Semua pertanyaan itu, boleh dijawab dengan "BELUM". Kadang kita cenderung merasa inferior ketika mendapati diri kita berbeda dengan yang lain. Hei, Yang Maha Esa itu cuma Tuhan. Sedangkan yang diciptakan beraneka ragam adanya. Jadi, tidak sama itu, tidak nista. Termasuk, tentang keyakinan. Saya rasa, tidak ada yang salah jika tetap peduli kepada yang berbeda.

Kemudian, apakah kekhawatiran menjadi berlebih jika ternyata kita berbeda? Jadi tidak bebas lagi?

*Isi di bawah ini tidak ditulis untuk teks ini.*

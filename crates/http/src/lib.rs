//! HTTP server facade for LIBRIS with Axum, error handling, and OpenAPI support.

use anyhow::Context;
use axum::{extract::Request, http::HeaderValue, routing::get, Router};
use tower_http::request_id::{MakeRequestId, RequestId};
use uuid::{Timestamp, Uuid};

use libris_kernel::{settings::Settings, ModuleRegistry};

pub mod error;
pub mod router;

use router::RouterBuilder;

/// Start the HTTP server with the given module registry.
///
/// Serves until Ctrl-C is received, then drains in-flight requests.
pub async fn start_server(registry: &ModuleRegistry, settings: &Settings) -> anyhow::Result<()> {
    let address = format!("{}:{}", settings.server.host, settings.server.port);
    tracing::info!("starting HTTP server on {}", address);

    let app = build_router(registry, settings);

    let listener = tokio::net::TcpListener::bind(&address)
        .await
        .with_context(|| format!("failed to bind to {}", address))?;

    tracing::info!("HTTP server listening on http://{}", address);

    axum::serve(listener, app)
        .with_graceful_shutdown(shutdown_signal())
        .await
        .context("HTTP server failed")?;

    tracing::info!("HTTP server stopped");
    Ok(())
}

/// Build the main HTTP router with all module routes mounted
pub fn build_router(registry: &ModuleRegistry, settings: &Settings) -> Router {
    let mut router_builder = RouterBuilder::new().route("/healthz", get(health_check));

    for module in registry.modules() {
        let module_name = module.name();
        tracing::info!(
            module = module_name,
            "mounting module routes under /api/{}",
            module_name
        );
        router_builder = router_builder.mount_module(module_name, module.routes());
    }

    router_builder
        .with_openapi(registry)
        .with_tracing()
        .with_cors()
        .with_request_id()
        .with_timeout(settings.server.request_timeout_ms)
        .build()
}

async fn shutdown_signal() {
    if let Err(err) = tokio::signal::ctrl_c().await {
        tracing::error!(error = %err, "failed to listen for shutdown signal");
        std::future::pending::<()>().await;
    }
    tracing::info!("shutdown signal received");
}

/// Health check endpoint
async fn health_check() -> &'static str {
    "ok"
}

/// Request ID generator producing time-ordered UUIDs
#[derive(Clone, Copy, Default)]
pub struct MakeRequestUuidV7;

impl MakeRequestId for MakeRequestUuidV7 {
    fn make_request_id<B>(&mut self, _request: &Request<B>) -> Option<RequestId> {
        let timestamp = Timestamp::now(uuid::NoContext);
        let request_id = Uuid::new_v7(timestamp)
            .to_string()
            .parse::<HeaderValue>()
            .ok()?;
        Some(RequestId::new(request_id))
    }
}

Hei, semua bebas tetap berbatas. Kebebasan yang tak berbatas, cuma dimiliki oleh Tuhan. Ya, semua yang diciptakan, tetap memiliki batas, keterbatasan. Apakah itu mengerikan? Saya rasa tidak. Semua yang diciptakan memiliki peran.

Apalagi, ini tentang keyakinan, yang tak bisa dipaksakan. Semua merangkum tentang "perjalanan" berdekatan dengan Tuhan. Saya sih berharap, dengan datangnya pertanyaan-pertanyaan kepada kita, justru akan membuat kita lebih banyak belajar. Membuat kita menjadi semakin dekat, semakin paham, semakin mencintai, tentang semua yang kita yakini. Bahwasanya tak ada pemahaman tanpa penambahan atas pelajaran.

Lalu apalagi yang ditakutkan?
Tak ada perjalanan tanpa hambatan. Hanya karena ketakutan tentang ketidaksempurnaan sebuah keyakinan, justru semakin banyak hal yang kita sembunyikan. Hmm... hendaknya kita tetap bisa mengatakan, menanyakan, bahkan saling berbagi pelajaran, yang mudah-mudahan mampu meneguhkan keyakinan.